====== DATA

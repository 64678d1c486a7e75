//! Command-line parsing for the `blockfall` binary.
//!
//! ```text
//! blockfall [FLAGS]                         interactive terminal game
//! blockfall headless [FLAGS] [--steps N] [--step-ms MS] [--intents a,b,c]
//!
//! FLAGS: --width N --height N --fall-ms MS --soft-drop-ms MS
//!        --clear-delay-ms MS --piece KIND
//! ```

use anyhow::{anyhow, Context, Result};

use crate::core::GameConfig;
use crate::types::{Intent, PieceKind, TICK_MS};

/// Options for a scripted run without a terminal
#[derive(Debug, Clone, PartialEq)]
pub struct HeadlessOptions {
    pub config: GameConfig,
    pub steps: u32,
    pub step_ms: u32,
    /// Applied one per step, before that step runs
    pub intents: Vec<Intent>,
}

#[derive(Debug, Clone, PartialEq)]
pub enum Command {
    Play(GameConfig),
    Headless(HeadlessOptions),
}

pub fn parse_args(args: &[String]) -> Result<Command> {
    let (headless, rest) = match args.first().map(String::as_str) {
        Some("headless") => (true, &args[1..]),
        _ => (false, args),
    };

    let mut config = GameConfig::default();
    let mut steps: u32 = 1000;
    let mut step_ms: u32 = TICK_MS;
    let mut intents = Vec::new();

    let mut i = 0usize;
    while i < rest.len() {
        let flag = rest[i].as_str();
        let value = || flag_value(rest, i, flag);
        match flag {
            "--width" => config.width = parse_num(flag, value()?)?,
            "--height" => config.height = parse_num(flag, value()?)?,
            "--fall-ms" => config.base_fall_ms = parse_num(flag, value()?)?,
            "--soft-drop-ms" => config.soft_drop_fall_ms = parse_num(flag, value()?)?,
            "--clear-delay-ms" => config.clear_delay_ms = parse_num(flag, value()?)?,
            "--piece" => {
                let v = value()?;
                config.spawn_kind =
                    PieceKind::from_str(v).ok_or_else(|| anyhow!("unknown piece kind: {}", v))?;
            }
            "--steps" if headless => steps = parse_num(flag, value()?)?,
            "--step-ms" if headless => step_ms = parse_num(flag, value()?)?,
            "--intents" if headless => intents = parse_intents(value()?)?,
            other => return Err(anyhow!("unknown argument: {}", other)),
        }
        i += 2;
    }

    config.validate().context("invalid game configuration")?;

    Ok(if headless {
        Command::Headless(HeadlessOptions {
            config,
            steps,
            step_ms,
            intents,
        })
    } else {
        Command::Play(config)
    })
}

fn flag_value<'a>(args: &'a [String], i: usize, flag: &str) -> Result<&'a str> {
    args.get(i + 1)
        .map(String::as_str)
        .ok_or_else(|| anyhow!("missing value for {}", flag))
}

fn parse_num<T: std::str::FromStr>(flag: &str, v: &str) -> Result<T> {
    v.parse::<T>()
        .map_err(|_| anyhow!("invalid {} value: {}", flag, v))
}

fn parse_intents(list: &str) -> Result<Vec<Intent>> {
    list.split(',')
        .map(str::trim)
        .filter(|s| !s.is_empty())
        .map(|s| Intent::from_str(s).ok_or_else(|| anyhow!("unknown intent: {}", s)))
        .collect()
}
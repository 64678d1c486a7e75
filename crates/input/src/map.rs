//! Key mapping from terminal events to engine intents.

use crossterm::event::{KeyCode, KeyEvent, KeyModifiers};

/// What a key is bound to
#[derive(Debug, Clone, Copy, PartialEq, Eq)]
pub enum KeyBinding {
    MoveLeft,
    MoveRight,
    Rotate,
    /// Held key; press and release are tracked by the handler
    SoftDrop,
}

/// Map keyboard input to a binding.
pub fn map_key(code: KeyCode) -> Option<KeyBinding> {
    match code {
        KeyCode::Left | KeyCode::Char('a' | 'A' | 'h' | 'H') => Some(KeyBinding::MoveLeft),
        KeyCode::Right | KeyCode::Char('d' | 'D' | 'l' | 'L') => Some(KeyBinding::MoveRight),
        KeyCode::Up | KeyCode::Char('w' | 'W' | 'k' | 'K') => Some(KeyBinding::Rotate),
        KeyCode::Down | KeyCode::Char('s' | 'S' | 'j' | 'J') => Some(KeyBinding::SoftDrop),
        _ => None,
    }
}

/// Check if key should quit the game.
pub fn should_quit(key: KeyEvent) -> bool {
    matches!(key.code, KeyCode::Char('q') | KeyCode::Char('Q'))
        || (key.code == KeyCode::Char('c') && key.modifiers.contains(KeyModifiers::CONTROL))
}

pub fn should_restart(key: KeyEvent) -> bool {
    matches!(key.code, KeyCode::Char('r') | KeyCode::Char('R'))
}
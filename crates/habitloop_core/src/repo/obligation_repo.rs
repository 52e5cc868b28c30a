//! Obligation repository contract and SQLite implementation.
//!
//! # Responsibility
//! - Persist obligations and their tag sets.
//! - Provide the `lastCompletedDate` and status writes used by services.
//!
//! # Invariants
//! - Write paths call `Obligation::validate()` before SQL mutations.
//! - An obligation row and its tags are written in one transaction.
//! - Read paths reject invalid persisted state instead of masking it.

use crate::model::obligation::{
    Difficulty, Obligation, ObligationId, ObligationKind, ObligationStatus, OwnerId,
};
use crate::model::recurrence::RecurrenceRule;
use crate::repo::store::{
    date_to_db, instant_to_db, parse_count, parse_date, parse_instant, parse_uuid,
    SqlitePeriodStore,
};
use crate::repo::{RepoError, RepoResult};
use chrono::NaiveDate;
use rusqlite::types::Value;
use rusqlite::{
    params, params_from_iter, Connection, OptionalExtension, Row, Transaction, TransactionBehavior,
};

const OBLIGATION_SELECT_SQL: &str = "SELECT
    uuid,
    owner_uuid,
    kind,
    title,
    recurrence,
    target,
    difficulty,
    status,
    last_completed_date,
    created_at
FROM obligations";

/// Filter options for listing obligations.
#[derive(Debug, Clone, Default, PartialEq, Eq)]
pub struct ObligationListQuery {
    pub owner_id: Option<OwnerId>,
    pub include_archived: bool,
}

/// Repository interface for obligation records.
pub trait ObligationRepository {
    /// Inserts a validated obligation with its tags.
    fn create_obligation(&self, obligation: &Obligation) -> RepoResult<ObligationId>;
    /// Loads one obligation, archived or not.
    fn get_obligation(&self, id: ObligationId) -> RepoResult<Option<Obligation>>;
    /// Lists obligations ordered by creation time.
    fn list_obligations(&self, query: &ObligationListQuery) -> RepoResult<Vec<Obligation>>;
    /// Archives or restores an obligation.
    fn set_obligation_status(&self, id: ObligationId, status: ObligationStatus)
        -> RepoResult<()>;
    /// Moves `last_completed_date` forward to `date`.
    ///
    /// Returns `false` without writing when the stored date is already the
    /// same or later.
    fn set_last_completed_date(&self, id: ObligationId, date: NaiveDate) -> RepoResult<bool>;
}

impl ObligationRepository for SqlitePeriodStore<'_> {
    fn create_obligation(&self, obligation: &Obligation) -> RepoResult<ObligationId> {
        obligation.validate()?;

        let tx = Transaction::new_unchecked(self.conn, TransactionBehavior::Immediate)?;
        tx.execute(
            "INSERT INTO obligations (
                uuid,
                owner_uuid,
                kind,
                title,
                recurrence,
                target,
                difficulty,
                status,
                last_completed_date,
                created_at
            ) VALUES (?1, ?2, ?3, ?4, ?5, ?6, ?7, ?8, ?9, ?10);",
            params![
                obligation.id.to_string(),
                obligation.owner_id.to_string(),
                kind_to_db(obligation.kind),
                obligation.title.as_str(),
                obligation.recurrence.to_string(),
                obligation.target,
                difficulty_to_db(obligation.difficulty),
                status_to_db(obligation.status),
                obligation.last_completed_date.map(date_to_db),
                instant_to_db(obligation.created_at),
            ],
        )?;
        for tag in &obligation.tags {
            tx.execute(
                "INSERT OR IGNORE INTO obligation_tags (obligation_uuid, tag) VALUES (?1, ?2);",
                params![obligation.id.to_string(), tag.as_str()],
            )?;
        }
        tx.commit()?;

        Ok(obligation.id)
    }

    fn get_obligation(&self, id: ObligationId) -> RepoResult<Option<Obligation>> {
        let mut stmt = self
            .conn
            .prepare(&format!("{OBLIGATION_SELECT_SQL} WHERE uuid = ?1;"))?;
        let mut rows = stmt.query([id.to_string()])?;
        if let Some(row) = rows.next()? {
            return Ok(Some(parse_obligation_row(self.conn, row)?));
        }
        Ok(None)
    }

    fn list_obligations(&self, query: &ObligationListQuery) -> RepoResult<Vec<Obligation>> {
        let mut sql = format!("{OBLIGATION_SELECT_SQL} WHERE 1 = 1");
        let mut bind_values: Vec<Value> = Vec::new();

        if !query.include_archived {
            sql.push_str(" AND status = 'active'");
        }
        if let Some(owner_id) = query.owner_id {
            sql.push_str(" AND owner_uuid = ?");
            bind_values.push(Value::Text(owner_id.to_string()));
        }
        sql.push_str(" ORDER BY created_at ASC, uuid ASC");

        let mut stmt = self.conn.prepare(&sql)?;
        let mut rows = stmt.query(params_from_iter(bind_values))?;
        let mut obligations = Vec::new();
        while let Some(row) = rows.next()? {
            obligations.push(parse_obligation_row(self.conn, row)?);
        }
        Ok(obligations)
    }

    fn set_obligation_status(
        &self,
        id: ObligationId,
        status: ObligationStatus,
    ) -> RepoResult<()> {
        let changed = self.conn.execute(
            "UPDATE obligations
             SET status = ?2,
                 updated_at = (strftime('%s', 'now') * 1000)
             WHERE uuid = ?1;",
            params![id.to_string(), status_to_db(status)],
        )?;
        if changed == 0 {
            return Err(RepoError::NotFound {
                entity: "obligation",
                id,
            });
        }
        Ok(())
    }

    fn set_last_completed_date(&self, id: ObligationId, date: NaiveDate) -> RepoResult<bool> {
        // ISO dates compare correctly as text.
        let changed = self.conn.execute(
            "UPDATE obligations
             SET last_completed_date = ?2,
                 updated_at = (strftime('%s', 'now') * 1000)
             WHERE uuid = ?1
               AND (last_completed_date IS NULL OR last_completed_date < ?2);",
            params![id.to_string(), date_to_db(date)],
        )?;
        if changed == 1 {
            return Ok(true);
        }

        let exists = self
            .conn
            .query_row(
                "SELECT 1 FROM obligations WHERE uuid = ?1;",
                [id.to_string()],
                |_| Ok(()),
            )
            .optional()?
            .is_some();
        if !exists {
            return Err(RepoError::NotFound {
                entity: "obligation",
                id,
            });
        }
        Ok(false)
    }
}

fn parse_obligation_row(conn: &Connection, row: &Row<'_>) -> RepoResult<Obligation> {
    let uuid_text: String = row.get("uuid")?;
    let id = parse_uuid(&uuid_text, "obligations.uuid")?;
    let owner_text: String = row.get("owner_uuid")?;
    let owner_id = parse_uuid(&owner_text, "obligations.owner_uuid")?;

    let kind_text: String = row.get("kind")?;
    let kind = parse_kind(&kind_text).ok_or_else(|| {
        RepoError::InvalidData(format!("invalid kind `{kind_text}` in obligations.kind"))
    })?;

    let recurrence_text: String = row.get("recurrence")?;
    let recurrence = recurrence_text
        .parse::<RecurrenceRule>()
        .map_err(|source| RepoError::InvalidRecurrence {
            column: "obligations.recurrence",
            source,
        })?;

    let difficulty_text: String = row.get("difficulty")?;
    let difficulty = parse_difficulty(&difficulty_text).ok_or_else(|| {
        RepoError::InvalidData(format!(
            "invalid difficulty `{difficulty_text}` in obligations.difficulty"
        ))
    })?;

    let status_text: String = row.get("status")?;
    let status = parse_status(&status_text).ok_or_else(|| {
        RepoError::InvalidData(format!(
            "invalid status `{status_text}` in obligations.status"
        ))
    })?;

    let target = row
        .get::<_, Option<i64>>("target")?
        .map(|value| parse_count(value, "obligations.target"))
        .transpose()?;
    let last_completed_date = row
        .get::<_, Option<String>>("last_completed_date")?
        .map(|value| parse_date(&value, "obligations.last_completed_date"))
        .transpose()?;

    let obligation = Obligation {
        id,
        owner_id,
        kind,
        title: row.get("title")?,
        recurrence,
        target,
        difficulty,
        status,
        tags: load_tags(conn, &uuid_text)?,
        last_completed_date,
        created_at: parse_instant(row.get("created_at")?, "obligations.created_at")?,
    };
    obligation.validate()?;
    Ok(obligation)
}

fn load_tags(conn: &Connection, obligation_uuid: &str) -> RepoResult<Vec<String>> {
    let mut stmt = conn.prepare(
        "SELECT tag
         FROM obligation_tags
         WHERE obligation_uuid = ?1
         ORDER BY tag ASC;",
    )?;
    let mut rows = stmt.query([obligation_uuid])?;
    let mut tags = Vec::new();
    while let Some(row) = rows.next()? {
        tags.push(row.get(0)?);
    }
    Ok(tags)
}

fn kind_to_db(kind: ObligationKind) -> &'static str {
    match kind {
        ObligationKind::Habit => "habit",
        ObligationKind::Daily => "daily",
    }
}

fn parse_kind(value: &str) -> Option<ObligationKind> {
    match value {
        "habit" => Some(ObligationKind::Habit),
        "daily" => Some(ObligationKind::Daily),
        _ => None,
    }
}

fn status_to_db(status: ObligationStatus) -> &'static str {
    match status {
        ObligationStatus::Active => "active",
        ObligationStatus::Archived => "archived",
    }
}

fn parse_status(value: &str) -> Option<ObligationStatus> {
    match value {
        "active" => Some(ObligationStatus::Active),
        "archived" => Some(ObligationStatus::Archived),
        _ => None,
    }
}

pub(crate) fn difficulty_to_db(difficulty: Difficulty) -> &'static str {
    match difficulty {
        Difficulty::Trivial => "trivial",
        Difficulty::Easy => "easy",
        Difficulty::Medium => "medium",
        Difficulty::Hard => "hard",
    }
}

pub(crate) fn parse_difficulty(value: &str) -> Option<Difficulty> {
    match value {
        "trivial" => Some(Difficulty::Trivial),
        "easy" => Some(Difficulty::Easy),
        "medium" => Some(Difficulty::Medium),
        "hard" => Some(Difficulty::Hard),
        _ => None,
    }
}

============

Isolate each line of the listing above that includes "filename". Copy it.

filename crates/input/src/map.rs
filename crates/habitloop_core/src/repo/obligation_repo.rs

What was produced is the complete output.